Note that I’m writing this as a person with a mental illness, as a person who works, and as a person who observes human behavior. I’m not writing this as someone who’s ever been a manager or a supervisor, so while I can speak to what I would like to see from managers and supervisors, I don’t have firsthand knowledge of what it’s like to be one. If you have that experience and you’d like to weigh in in the comments, feel free to do so.

For employers/managers/supervisors

1. Ensure that the assignments you give your employees and the culture you foster in the office encourage and allow employees to take good care of themselves.

Every workplace that expects people to skip lunch or sleep less than 7 hours a night is a workplace that is detrimental not only to physical health, but mental health as well. Sleep deprivation can dangerously exacerbate many mental illnesses, and having to skip meals can cause people with eating disorders to relapse. Obviously this is unavoidable with certain jobs or when a big important project is nearing completion, but it’s avoidable with most jobs most of the time.

(At the same time, recognize that this is a problem with American culture at large, and companies feel pressure to pressure their employees in this way because if they don’t, a competitor will, and it’ll reap the profits.)

2. Make sure that new employees understand the health coverage they’re receiving under the company’s benefits plan, especially as it pertains to mental health.

Explain in as little legalese as possible what the coverage includes and doesn’t include, and where they can go to find more detailed information or look up specialists in their area. In my experience, many people are worried that if they see a mental health professional using their employer-provided insurance plan, their employer will somehow have access to their medical records. Emphasize that it’s none of your business as an employer what your employees do with their health insurance and that providers cannot disclose such information to you without a patient’s consent. For extra points, give a short overview of HIPAA.

Going over this information not only improves the odds that employees are able to get the mental healthcare they need, but it shows that you’re comfortable discussing mental health with employees and that your company thinks it’s important.

3. If you choose to have health-related contests at the office, focus them on fitness goals or healthy eating, not weight loss.

Personally, though, I’d avoid these altogether because many people consider health a personal matter and feel pretty uncomfortable about having to discuss it publicly and competitively. Even if the contest is optional, keep in mind that people will feel a strong social pressure to join in. Who wants to be the only person in the office who doesn’t seem to care about staying in shape?

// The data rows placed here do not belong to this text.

impl KeyManager {
    pub fn new(registry: Arc<KeyRegistry>, config: VaultConfig) -> Self {
        Self {
            registry,
            config,
            clock: Arc::new(SystemClock),
            observer: None,
        }
    }

    /// A manager over a fresh, empty registry with default configuration.
    pub fn in_memory() -> Self {
        Self::new(Arc::new(KeyRegistry::new()), VaultConfig::default())
    }

    pub fn with_clock(mut self, clock: Arc<dyn Clock>) -> Self {
        self.clock = clock;
        self
    }

    pub fn with_observer(mut self, observer: Arc<dyn KeyObserver>) -> Self {
        self.observer = Some(observer);
        self
    }

    pub fn config(&self) -> &VaultConfig {
        &self.config
    }

    pub fn registry(&self) -> &Arc<KeyRegistry> {
        &self.registry
    }

    pub(crate) fn now(&self) -> DateTime<Utc> {
        self.clock.now()
    }

    fn notify(&self, events: Vec<KeyEvent>) {
        for event in &events {
            if let KeyEvent::Expired { key_id } = event {
                warn!(key_id = %key_id, "Key expired");
            }
        }
        if let Some(observer) = &self.observer {
            for event in &events {
                observer.on_event(event);
            }
        }
    }

    pub fn generate_encryption_key(
        &self,
        key_type: KeyType,
        owner: &str,
        level: SecurityLevel,
        options: KeyOptions,
    ) -> Result<KeyHandle> {
        if !key_type.is_encryption() {
            return Err(VaultError::Configuration(format!(
                "{key_type} is not an encryption key type"
            )));
        }
        let days = expiry_days(options.expiry_days, self.config.encryption_key_expiry_days)?;
        let now = self.now();

        let mut keys = hybrid::generate_key_pair(level, self.config.hybrid_x25519)?;
        keys.kyber_keys.created_at = now;
        let entry = self.new_entry(key_type, owner, KeyMaterial::Encryption(keys), now, days, options.tags);

        let (handle, events) = self.registry.insert(entry, options.make_primary, now)?;
        info!(
            key_id = %handle.metadata.key_id,
            key_type = ?key_type,
            owner,
            algorithm = %handle.metadata.algorithm,
            primary = handle.metadata.primary,
            "Encryption key generated"
        );
        self.notify(events);
        Ok(handle)
    }

    pub fn generate_signing_key(
        &self,
        key_type: KeyType,
        owner: &str,
        level: SignatureLevel,
        options: KeyOptions,
    ) -> Result<KeyHandle> {
        if !key_type.is_signing() {
            return Err(VaultError::Configuration(format!(
                "{key_type} is not a signing key type"
            )));
        }
        let days = expiry_days(options.expiry_days, self.config.signing_key_expiry_days)?;
        let now = self.now();

        let keys = sign::generate_key_pair_at(level, days, now)?;
        let entry = self.new_entry(key_type, owner, KeyMaterial::Signing(keys), now, days, options.tags);

        let (handle, events) = self.registry.insert(entry, options.make_primary, now)?;
        info!(
            key_id = %handle.metadata.key_id,
            key_type = ?key_type,
            owner,
            algorithm = %handle.metadata.algorithm,
            primary = handle.metadata.primary,
            "Signing key generated"
        );
        self.notify(events);
        Ok(handle)
    }

    fn new_entry(
        &self,
        key_type: KeyType,
        owner: &str,
        material: KeyMaterial,
        now: DateTime<Utc>,
        days: u32,
        tags: std::collections::BTreeMap<String, String>,
    ) -> KeyEntry {
        let key_id = match &material {
            KeyMaterial::Encryption(kp) => kp.key_id.clone(),
            KeyMaterial::Signing(kp) => kp.key_id.clone(),
        };
        KeyEntry {
            metadata: KeyMetadata {
                key_id,
                key_type,
                owner: owner.to_string(),
                status: KeyStatus::Active,
                algorithm: material.algorithm_name(),
                created_at: now,
                expires_at: now + Duration::days(i64::from(days)),
                usage_count: 0,
                tags,
                public_key_fingerprint: hash::fingerprint(material.public_key_bytes()),
                primary: false,
                deprecated_at: None,
                rotated_to: None,
            },
            material,
        }
    }

    /// `None` for unknown ids. Expiry is evaluated on access.
    pub fn get_key(&self, key_id: &str) -> Option<KeyHandle> {
        let (handle, events) = self.registry.get(key_id, self.now());
        self.notify(events);
        handle
    }

    /// The ACTIVE primary for `key_type`, or `None` if there is none.
    pub fn get_primary_key(&self, key_type: KeyType) -> Option<KeyHandle> {
        let (handle, events) = self.registry.primary(key_type, self.now());
        self.notify(events);
        handle
    }

    /// Like `get_primary_key`, but distinguishes "expired" from "never set".
    fn require_primary(&self, key_type: KeyType) -> Result<KeyHandle> {
        if let Some(handle) = self.get_primary_key(key_type) {
            return Ok(handle);
        }
        match self.registry.primary_id(key_type) {
            Some(key_id) => Err(VaultError::Expired(format!(
                "primary {key_type} key {key_id} has expired"
            ))),
            None => Err(VaultError::NotFound(format!("no active primary key for {key_type}"))),
        }
    }

    fn require_key(&self, key_id: &str) -> Result<KeyHandle> {
        self.get_key(key_id)
            .ok_or_else(|| VaultError::NotFound(key_id.to_string()))
    }

    /// Increment the usage counter, returning the new count.
    pub fn record_key_usage(&self, key_id: &str) -> Result<u64> {
        self.registry
            .record_usage(key_id)
            .ok_or_else(|| VaultError::NotFound(key_id.to_string()))
    }

    /// Read-only metadata snapshot, oldest key first. Contains no secrets.
    pub fn export_key_inventory(&self) -> Vec<KeyMetadata> {
        let (inventory, events) = self.registry.snapshot(self.now());
        self.notify(events);
        inventory
    }

    /// Replace `key_id` with a new key of the same type, owner, level and
    /// tags. The replacement becomes primary; the old key stays readable.
    pub fn rotate_key(&self, key_id: &str) -> Result<RotationResult> {
        let old = self.require_key(key_id)?;
        if let Some(successor) = &old.metadata.rotated_to {
            return Err(VaultError::Configuration(format!(
                "key {key_id} was already rotated to {successor}"
            )));
        }
        if old.metadata.status == KeyStatus::Deprecated {
            return Err(VaultError::Configuration(format!(
                "key {key_id} is already deprecated"
            )));
        }

        let now = self.now();
        let key_type = old.metadata.key_type;
        let (material, days) = match &old.material {
            KeyMaterial::Encryption(kp) => {
                let mut keys = hybrid::generate_key_pair(kp.algorithm(), kp.x25519.is_some())?;
                keys.kyber_keys.created_at = now;
                (KeyMaterial::Encryption(keys), self.config.encryption_key_expiry_days)
            }
            KeyMaterial::Signing(kp) => {
                let days = self.config.signing_key_expiry_days;
                (KeyMaterial::Signing(sign::generate_key_pair_at(kp.level, days, now)?), days)
            }
        };
        let entry = self.new_entry(
            key_type,
            &old.metadata.owner,
            material,
            now,
            days,
            old.metadata.tags.clone(),
        );

        let (new, events) = self.registry.rotate(key_id, entry, now)?;
        let result = RotationResult {
            old_key_id: key_id.to_string(),
            new_key_id: new.metadata.key_id.clone(),
            reencryption_required: key_type.is_encryption(),
        };
        info!(
            old_key_id = %result.old_key_id,
            new_key_id = %result.new_key_id,
            key_type = ?key_type,
            reencryption_required = result.reencryption_required,
            "Key rotated"
        );
        self.notify(events);
        Ok(result)
    }

    /// Promote an ACTIVE key to primary for its type.
    pub fn set_primary(&self, key_id: &str) -> Result<()> {
        let events = self.registry.set_primary(key_id, self.now())?;
        if !events.is_empty() {
            info!(key_id, "Primary key changed");
        }
        self.notify(events);
        Ok(())
    }

    /// Encrypt under the current primary of an encryption `key_type`.
    pub fn encrypt_with_primary(&self, key_type: KeyType, plaintext: &[u8]) -> Result<EncryptedEnvelope> {
        if !key_type.is_encryption() {
            return Err(VaultError::Configuration(format!(
                "{key_type} is not an encryption key type"
            )));
        }
        let handle = self.require_primary(key_type)?;
        let public_key = handle.public_key()?;
        let envelope = envelope::encrypt_at(
            plaintext,
            &public_key,
            handle.key_id(),
            self.now().timestamp_millis(),
        )?;
        self.record_key_usage(handle.key_id())?;
        Ok(envelope)
    }

    /// Decrypt with the key named by `envelope.key_id`, whatever its status.
    pub fn decrypt(&self, envelope: &EncryptedEnvelope) -> Result<Vec<u8>> {
        let handle = self.require_key(&envelope.key_id)?;
        let secret_key = handle.secret_key()?;
        let plaintext = envelope::decrypt(envelope, &secret_key)?;
        self.record_key_usage(handle.key_id())?;
        debug!(key_id = %envelope.key_id, status = %handle.metadata.status, "Envelope decrypted");
        Ok(plaintext)
    }

    /// Move an envelope onto `target` (an encryption key handle).
    pub fn reencrypt_to(&self, envelope: &EncryptedEnvelope, target: &KeyHandle) -> Result<EncryptedEnvelope> {
        let source = self.require_key(&envelope.key_id)?;
        let old_secret = source.secret_key()?;
        let new_public = target.public_key()?;
        let fresh = envelope::reencrypt(envelope, &old_secret, &new_public, target.key_id())?;
        self.record_key_usage(source.key_id())?;
        self.record_key_usage(target.key_id())?;
        Ok(fresh)
    }

    /// Sign with the current primary of a signing `key_type`.
    pub fn sign_with_primary(&self, key_type: KeyType, message: &[u8]) -> Result<SignatureResult> {
        if !key_type.is_signing() {
            return Err(VaultError::Configuration(format!(
                "{key_type} is not a signing key type"
            )));
        }
        let handle = self.require_primary(key_type)?;
        let signature = sign::sign_at(message, handle.signing_key_pair()?, self.now())?;
        self.record_key_usage(handle.key_id())?;
        Ok(signature)
    }

    /// Verify a signature produced by a registered key, looked up by `signature.key_id`.
    pub fn verify(&self, message: &[u8], signature: &SignatureResult) -> bool {
        let Some(handle) = self.get_key(&signature.key_id) else {
            return false;
        };
        let Some(keys) = handle.signing_keys() else {
            return false;
        };
        sign::verify(message, &signature.signature, &keys.public_key)
    }

    /// Issue a token for `subject` with the configured TTL, signed by the JWT primary.
    pub fn issue_jwt(&self, subject: &str) -> Result<String> {
        let claims = Claims::issued_at(subject, self.config.jwt_ttl(), self.now());
        self.issue_jwt_with_claims(&claims)
    }

    pub fn issue_jwt_with_claims(&self, claims: &Claims) -> Result<String> {
        let handle = self.require_primary(KeyType::JwtSigning)?;
        let token = jwt::sign_jwt_at(claims, handle.signing_key_pair()?, self.now())?;
        self.record_key_usage(handle.key_id())?;
        Ok(token)
    }

    /// Verify a token against the key named in its `kid` header.
    pub fn verify_jwt(&self, token: &str) -> Option<Claims> {
        let kid = jwt::peek_key_id(token).ok()?;
        let handle = self.get_key(&kid)?;
        if handle.metadata.key_type != KeyType::JwtSigning {
            return None;
        }
        let keys = handle.signing_keys()?;
        let claims = jwt::verify_jwt_at(token, &keys.public_key, self.now())?;
        self.record_key_usage(&kid).ok()?;
        Some(claims)
    }

    /// Sign an audit event with the AUDIT_SIGNING primary.
    pub fn sign_audit_event(&self, event: AuditEvent) -> Result<SignedAuditEvent> {
        let handle = self.require_primary(KeyType::AuditSigning)?;
        let signed = SignedAuditEvent::sign_at(event, handle.signing_key_pair()?, self.now())?;
        self.record_key_usage(handle.key_id())?;
        Ok(signed)
    }

    /// Verify an audit event against its recorded signer.
    pub fn verify_audit_event(&self, signed: &SignedAuditEvent) -> bool {
        self.get_key(&signed.signature.key_id)
            .and_then(|handle| handle.signing_keys().map(|k| k.public_key.clone()))
            .is_some_and(|public_key| signed.verify(&public_key))
    }

    /// Handle of the encryption key pair that owns `key_id`, for callers that
    /// manage their own envelopes.
    pub fn encryption_keys(&self, key_id: &str) -> Result<HybridKeyPair> {
        self.require_key(key_id)?
            .encryption_keys()
            .cloned()
            .ok_or_else(|| VaultError::Configuration(format!("key {key_id} is not an encryption key")))
    }

    pub fn signing_keys(&self, key_id: &str) -> Result<SigningKeyPair> {
        self.require_key(key_id)?
            .signing_keys()
            .cloned()
            .ok_or_else(|| VaultError::Configuration(format!("key {key_id} is not a signing key")))
    }
}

In any case, framing weight loss as an intrinsically healthy and positive goal is harmful and counterproductive. You can weigh little and be very unhealthy, and if you lose weight in an unhealthy way, you’ll probably gain it back anyway. A better way to structure a health contest is by encouraging participants to achieve goals that are proven to be healthy and doable.

4. Make sure employees understand the policies and processes about taking time off for medical reasons (and remember that mental health is a medical issue).

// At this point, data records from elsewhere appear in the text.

/// Key encapsulation over ML-KEM (CRYSTALS-Kyber) at three security levels.
///
/// - `LEVEL_1` → Kyber-512, `LEVEL_3` → Kyber-768, `LEVEL_5` → Kyber-1024
/// - Encapsulation is randomized; two calls against one public key never
///   produce the same ciphertext.
/// - Decapsulation is total. A wrong secret key yields a different, well-formed
///   32-byte secret (implicit rejection); the AEAD layer is what rejects it.
use std::fmt;
use std::str::FromStr;

use chrono::{DateTime, Utc};
use pqcrypto_traits::kem::{
    Ciphertext as _, PublicKey as _, SecretKey as _, SharedSecret as _,
};
use serde::{Deserialize, Serialize};
use uuid::Uuid;

use crate::crypto::hash;
use crate::crypto::sensitive::{SensitiveBytes32, SensitiveVec};
use crate::error::{Result, VaultError};

pub use crate::crypto::kdf::derive_key;

/// Context for the pseudorandom secret returned on malformed input.
const IMPLICIT_REJECT_CONTEXT: &str = "pq-vault 2024 kem implicit-reject v1";

macro_rules! with_kyber {
    ($level:expr, $k:ident => $body:expr) => {
        match $level {
            SecurityLevel::Level1 => {
                use pqcrypto_kyber::kyber512 as $k;
                $body
            }
            SecurityLevel::Level3 => {
                use pqcrypto_kyber::kyber768 as $k;
                $body
            }
            SecurityLevel::Level5 => {
                use pqcrypto_kyber::kyber1024 as $k;
                $body
            }
        }
    };
}

/// KEM security level.
#[derive(Debug, Clone, Copy, PartialEq, Eq, Hash, PartialOrd, Ord, Serialize, Deserialize)]
pub enum SecurityLevel {
    #[serde(rename = "LEVEL_1")]
    Level1,
    #[serde(rename = "LEVEL_3")]
    Level3,
    #[serde(rename = "LEVEL_5")]
    Level5,
}

/// Byte sizes reported by the KEM capability for one level.
#[derive(Debug, Clone, Copy, PartialEq, Eq)]
pub struct KemParams {
    pub public_key_size: usize,
    pub secret_key_size: usize,
    pub ciphertext_size: usize,
    pub shared_secret_size: usize,
}

impl SecurityLevel {
    pub const ALL: [SecurityLevel; 3] = [Self::Level1, Self::Level3, Self::Level5];

    pub fn as_str(&self) -> &'static str {
        match self {
            Self::Level1 => "LEVEL_1",
            Self::Level3 => "LEVEL_3",
            Self::Level5 => "LEVEL_5",
        }
    }

    pub fn algorithm_name(&self) -> &'static str {
        match self {
            Self::Level1 => "ML-KEM-512",
            Self::Level3 => "ML-KEM-768",
            Self::Level5 => "ML-KEM-1024",
        }
    }

    /// Stable one-byte identifier used in the binary envelope format.
    pub fn wire_id(&self) -> u8 {
        match self {
            Self::Level1 => 1,
            Self::Level3 => 3,
            Self::Level5 => 5,
        }
    }

    pub fn from_wire_id(id: u8) -> Result<Self> {
        match id {
            1 => Ok(Self::Level1),
            3 => Ok(Self::Level3),
            5 => Ok(Self::Level5),
            other => Err(VaultError::Configuration(format!(
                "unsupported KEM security level id: {other}"
            ))),
        }
    }

    pub fn params(&self) -> KemParams {
        with_kyber!(self, k => KemParams {
            public_key_size: k::public_key_bytes(),
            secret_key_size: k::secret_key_bytes(),
            ciphertext_size: k::ciphertext_bytes(),
            shared_secret_size: k::shared_secret_bytes(),
        })
    }

    pub fn from_public_key_len(len: usize) -> Option<Self> {
        Self::ALL.into_iter().find(|l| l.params().public_key_size == len)
    }

    pub fn from_secret_key_len(len: usize) -> Option<Self> {
        Self::ALL.into_iter().find(|l| l.params().secret_key_size == len)
    }

    pub fn from_ciphertext_len(len: usize) -> Option<Self> {
        Self::ALL.into_iter().find(|l| l.params().ciphertext_size == len)
    }
}

impl fmt::Display for SecurityLevel {
    fn fmt(&self, f: &mut fmt::Formatter<'_>) -> fmt::Result {
        f.write_str(self.as_str())
    }
}

impl FromStr for SecurityLevel {
    type Err = VaultError;

    fn from_str(s: &str) -> Result<Self> {
        match s.trim().to_ascii_uppercase().as_str() {
            "LEVEL_1" | "1" | "ML-KEM-512" => Ok(Self::Level1),
            "LEVEL_3" | "3" | "ML-KEM-768" => Ok(Self::Level3),
            "LEVEL_5" | "5" | "ML-KEM-1024" => Ok(Self::Level5),
            other => Err(VaultError::Configuration(format!(
                "unsupported KEM security level: {other}"
            ))),
        }
    }
}

/// ML-KEM key pair. Clones are deep copies of the secret buffer.
#[derive(Clone)]
pub struct KeyPair {
    pub public_key: Vec<u8>,
    secret_key: SensitiveVec,
    pub algorithm: SecurityLevel,
    pub key_id: String,
    pub created_at: DateTime<Utc>,
}

impl KeyPair {
    pub fn secret_key_bytes(&self) -> &[u8] {
        self.secret_key.as_bytes()
    }

    /// Rebuild a key pair from stored parts, re-checking sizes.
    pub(crate) fn from_parts(
        public_key: Vec<u8>,
        secret_key: SensitiveVec,
        algorithm: SecurityLevel,
        key_id: String,
        created_at: DateTime<Utc>,
    ) -> Result<Self> {
        validate_sizes(algorithm, public_key.len(), secret_key.len())?;
        Ok(Self {
            public_key,
            secret_key,
            algorithm,
            key_id,
            created_at,
        })
    }
}

impl fmt::Debug for KeyPair {
    fn fmt(&self, f: &mut fmt::Formatter<'_>) -> fmt::Result {
        f.debug_struct("KeyPair")
            .field("key_id", &self.key_id)
            .field("algorithm", &self.algorithm)
            .field("public_key", &hash::fingerprint(&self.public_key))
            .field("secret_key", &"[REDACTED]")
            .finish()
    }
}

/// Result of encapsulation. Consumed immediately, never persisted.
pub struct EncapsulationResult {
    pub ciphertext: Vec<u8>,
    pub shared_secret: SensitiveBytes32,
    pub level: SecurityLevel,
}

fn validate_sizes(level: SecurityLevel, pk_len: usize, sk_len: usize) -> Result<()> {
    let params = level.params();
    if pk_len != params.public_key_size || sk_len != params.secret_key_size {
        return Err(VaultError::Configuration(format!(
            "{} key sizes ({pk_len}, {sk_len}) do not match parameters ({}, {})",
            level.algorithm_name(),
            params.public_key_size,
            params.secret_key_size
        )));
    }
    Ok(())
}

pub(crate) fn new_key_id(prefix: &str) -> String {
    format!("{prefix}-{}", Uuid::new_v4().simple())
}

/// Generate a fresh key pair with a random key id.
pub fn generate_key_pair(level: SecurityLevel) -> Result<KeyPair> {
    let (public_key, secret_key) = with_kyber!(level, k => {
        let (pk, sk) = k::keypair();
        (pk.as_bytes().to_vec(), SensitiveVec::from_slice(sk.as_bytes()))
    });
    validate_sizes(level, public_key.len(), secret_key.len())?;

    Ok(KeyPair {
        public_key,
        secret_key,
        algorithm: level,
        key_id: new_key_id("kem"),
        created_at: Utc::now(),
    })
}

/// Encapsulate a fresh shared secret against `public_key`.
///
/// The level is recovered from the key length; an unrecognised length is a
/// configuration error.
pub fn encapsulate(public_key: &[u8]) -> Result<EncapsulationResult> {
    let level = SecurityLevel::from_public_key_len(public_key.len()).ok_or_else(|| {
        VaultError::Configuration(format!(
            "public key length {} matches no ML-KEM level",
            public_key.len()
        ))
    })?;

    with_kyber!(level, k => {
        let pk = k::PublicKey::from_bytes(public_key).map_err(|e| {
            VaultError::Configuration(format!("Invalid {} public key: {e:?}", level.algorithm_name()))
        })?;
        let (ss, ct) = k::encapsulate(&pk);
        let shared_secret = SensitiveBytes32::from_slice(ss.as_bytes()).ok_or_else(|| {
            VaultError::Configuration("KEM shared secret is not 32 bytes".into())
        })?;
        Ok(EncapsulationResult {
            ciphertext: ct.as_bytes().to_vec(),
            shared_secret,
            level,
        })
    })
}

/// Recover the shared secret. Never fails.
pub fn decapsulate(ciphertext: &[u8], secret_key: &[u8]) -> SensitiveBytes32 {
    try_decapsulate(ciphertext, secret_key).unwrap_or_else(|| {
        let mut ikm = Vec::with_capacity(secret_key.len() + ciphertext.len());
        ikm.extend_from_slice(secret_key);
        ikm.extend_from_slice(ciphertext);
        let fallback = hash::derive_key(IMPLICIT_REJECT_CONTEXT, &ikm);
        zeroize::Zeroize::zeroize(&mut ikm);
        SensitiveBytes32::new(fallback)
    })
}

fn try_decapsulate(ciphertext: &[u8], secret_key: &[u8]) -> Option<SensitiveBytes32> {
    let level = SecurityLevel::from_secret_key_len(secret_key.len())?;
    if SecurityLevel::from_ciphertext_len(ciphertext.len()) != Some(level) {
        return None;
    }
    with_kyber!(level, k => {
        let sk = k::SecretKey::from_bytes(secret_key).ok()?;
        let ct = k::Ciphertext::from_bytes(ciphertext).ok()?;
        SensitiveBytes32::from_slice(k::decapsulate(&ct, &sk).as_bytes())
    })
}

It’s especially important to find a way to emphasize that mental health is just as important as physical health, and little gestures make a big difference. For example, you could say something like, “If you know in advance you’re going to need time off, like for a physical or a therapy appointment, you can submit the form to me at at least a week’s notice.” That provides important information while also implicitly conveying the fact that you consider therapy to be a legitimate reason to leave work an hour early.

For employees

1. Consider your own mental health when choosing responsibilities to take on at work.

It’s understandable, especially in this economy, to try to impress your boss by offering to do as much as possible and overworking yourself. However, good mental health should be seen as an investment. If you take good care of it, you’ll ultimately be more productive than if you neglect it and burn out.

This applies to all those little volunteer opportunities that aren’t directly job-related, either. If you have social anxiety, it might be a bad idea to offer to organize a social outing for the office. If you have an eating disorder that makes it really stressful to choose food to buy, it might be a bad idea to offer to bring snacks for a meeting. You know yourself best.

2. If you feel safe and comfortable, let your boss know about mental health issues that may affect your performance and how you plan to deal with them.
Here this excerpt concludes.